We read with great interest the article titled “Age-, sex-, and height-based blood pressure reference charts, Yazd children 6–18 years, Iran” by Ahmadi et al. [1] in the August 2020 issue in Clinical and Experimental Pediatrics. The article is highly informative and describes the age and height specific 50th, 90th, 95th, and 99th percentiles of systolic and diastolic blood pressures (BPs) in Yazd boys and girls using 10-cm height intervals. However, there are several points we would like to highlight to bring more clarity to this issue.
· In the result section, the author stated the definition and classification of hypertension in childhood 6–15 years old based on 4th report on diagnosis, evaluation and treatment of NHBEP (National High Blood Pressure Program working group in children and adolescences) whereas for boys and girls aged 16 years or older, the absolute cutoff BP used for adults which are based on 4th report of NHBEP [2]. Actually, the mentioned BP standard is old and dated back to 2004, and its implication in the current clinical practice and researches is no more valid.
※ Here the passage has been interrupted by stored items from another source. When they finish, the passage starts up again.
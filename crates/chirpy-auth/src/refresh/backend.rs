//! Persistence contract for refresh tokens.

use async_trait::async_trait;
use chrono::{DateTime, Utc};

use chirpy_core::error::AuthError;
use chirpy_core::types::UserId;
use chirpy_entity::session::RefreshToken;

/// Durable storage for refresh tokens.
///
/// Implementations must make a completed `mark_revoked` visible to every
/// later `find`, from any task. No stronger ordering is required.
#[async_trait]
pub trait RefreshTokenBackend: Send + Sync + std::fmt::Debug {
    /// Persists a new token. A duplicate token value is a `PersistenceFailure`.
    async fn insert(&self, token: &RefreshToken) -> Result<(), AuthError>;

    /// Fetches a token by value.
    async fn find(&self, token: &str) -> Result<Option<RefreshToken>, AuthError>;

    /// Marks an active token revoked. Returns `false` if the token is
    /// unknown or was already revoked.
    async fn mark_revoked(&self, token: &str, at: DateTime<Utc>) -> Result<bool, AuthError>;

    /// Revokes every active token owned by `owner`. Returns the count.
    async fn revoke_all_for_owner(&self, owner: UserId, at: DateTime<Utc>)
    -> Result<u64, AuthError>;

    /// Revokes every active token. Returns the count.
    async fn revoke_all(&self, at: DateTime<Utc>) -> Result<u64, AuthError>;
}
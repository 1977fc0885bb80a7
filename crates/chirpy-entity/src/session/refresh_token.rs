//! Refresh-token entity and its storage row.

use chrono::{DateTime, Duration, Utc};
use serde::{Deserialize, Serialize};
use sqlx::FromRow;

use chirpy_core::error::AuthError;
use chirpy_core::types::UserId;

use super::state::RefreshTokenState;

/// A long-lived opaque refresh token.
///
/// Created at login and checked on every refresh. The token string is the
/// lookup key; uniqueness comes from its entropy.
#[derive(Debug, Clone, PartialEq, Eq, Serialize, Deserialize)]
pub struct RefreshToken {
    /// Opaque random token value.
    pub token: String,
    /// The principal this token was issued to.
    pub owner: UserId,
    /// When the token was issued.
    pub issued_at: DateTime<Utc>,
    /// When the token stops being accepted.
    pub expires_at: DateTime<Utc>,
    /// Revocation state. Only moves forward through [`RefreshToken::revoke`].
    state: RefreshTokenState,
}

impl RefreshToken {
    /// Creates a new active token valid for `ttl` from `issued_at`.
    pub fn new(token: String, owner: UserId, issued_at: DateTime<Utc>, ttl: Duration) -> Self {
        Self {
            token,
            owner,
            issued_at,
            expires_at: issued_at + ttl,
            state: RefreshTokenState::Active,
        }
    }

    /// Current revocation state.
    pub fn state(&self) -> RefreshTokenState {
        self.state
    }

    /// Marks the token revoked at `at`. Returns `false` if it already was.
    pub fn revoke(&mut self, at: DateTime<Utc>) -> bool {
        if self.state.is_revoked() {
            return false;
        }
        self.state = self.state.revoke(at);
        true
    }

    /// Whether the token is past its expiry at `now`.
    pub fn is_expired_at(&self, now: DateTime<Utc>) -> bool {
        now > self.expires_at
    }

    /// Returns the owner if the token is still usable at `now`.
    ///
    /// Revocation is reported before expiry.
    pub fn owner_if_valid(&self, now: DateTime<Utc>) -> Result<UserId, AuthError> {
        if self.state.is_revoked() {
            return Err(AuthError::token_revoked("Refresh token has been revoked"));
        }
        if self.is_expired_at(now) {
            return Err(AuthError::token_expired("Refresh token has expired"));
        }
        Ok(self.owner)
    }
}

/// Storage shape of a refresh token (`refresh_tokens` table).
#[derive(Debug, Clone, Serialize, Deserialize, FromRow)]
pub struct RefreshTokenRow {
    /// Primary key.
    pub token: String,
    /// Owning principal.
    pub owner: UserId,
    /// Issuance timestamp.
    pub issued_at: DateTime<Utc>,
    /// Expiry timestamp.
    pub expires_at: DateTime<Utc>,
    /// Revocation timestamp, `NULL` while active.
    pub revoked_at: Option<DateTime<Utc>>,
}

impl From<RefreshTokenRow> for RefreshToken {
    fn from(row: RefreshTokenRow) -> Self {
        Self {
            token: row.token,
            owner: row.owner,
            issued_at: row.issued_at,
            expires_at: row.expires_at,
            state: RefreshTokenState::from_revoked_at(row.revoked_at),
        }
    }
}

impl From<&RefreshToken> for RefreshTokenRow {
    fn from(token: &RefreshToken) -> Self {
        Self {
            token: token.token.clone(),
            owner: token.owner,
            issued_at: token.issued_at,
            expires_at: token.expires_at,
            revoked_at: token.state.revoked_at(),
        }
    }
}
After a break of 13 years, the American Academy of Paediatrics recently updated the clinical practice guidelines for Screening and Management of High BP in Children and Adolescents [3]. Major change has been alteration of previous blood pressure classification. The prehypertension has been relabeled as elevated blood pressure and stage 1 and 2 hypertension has been redefined. For adolescents >13 years, instead of percentile-based definitions, hypertension is now defined as per adult thresholds [3].
· The pivotal aspects of planning clinical research are the calculation of the sample size, which has not highlighted in the study.
· It has not understood, why the blood sampling had been done in between BP measurement.
· Is there any statistical significant difference in mean systolic and diastolic BP according to gender? If yes, then any particular reason like genetic, nutritional, ethnic, or socioeconomic standards, which leads the difference according to gender.
· The grading of the hypertension is important in the pediatric population for the management purpose [4,5]. Author has not reported the number of elevated blood pressure/prehypertension cases in the study population.
To my knowledge, this is the best study of age, sex, and height-based blood pressure reference carried out in Iran by the author.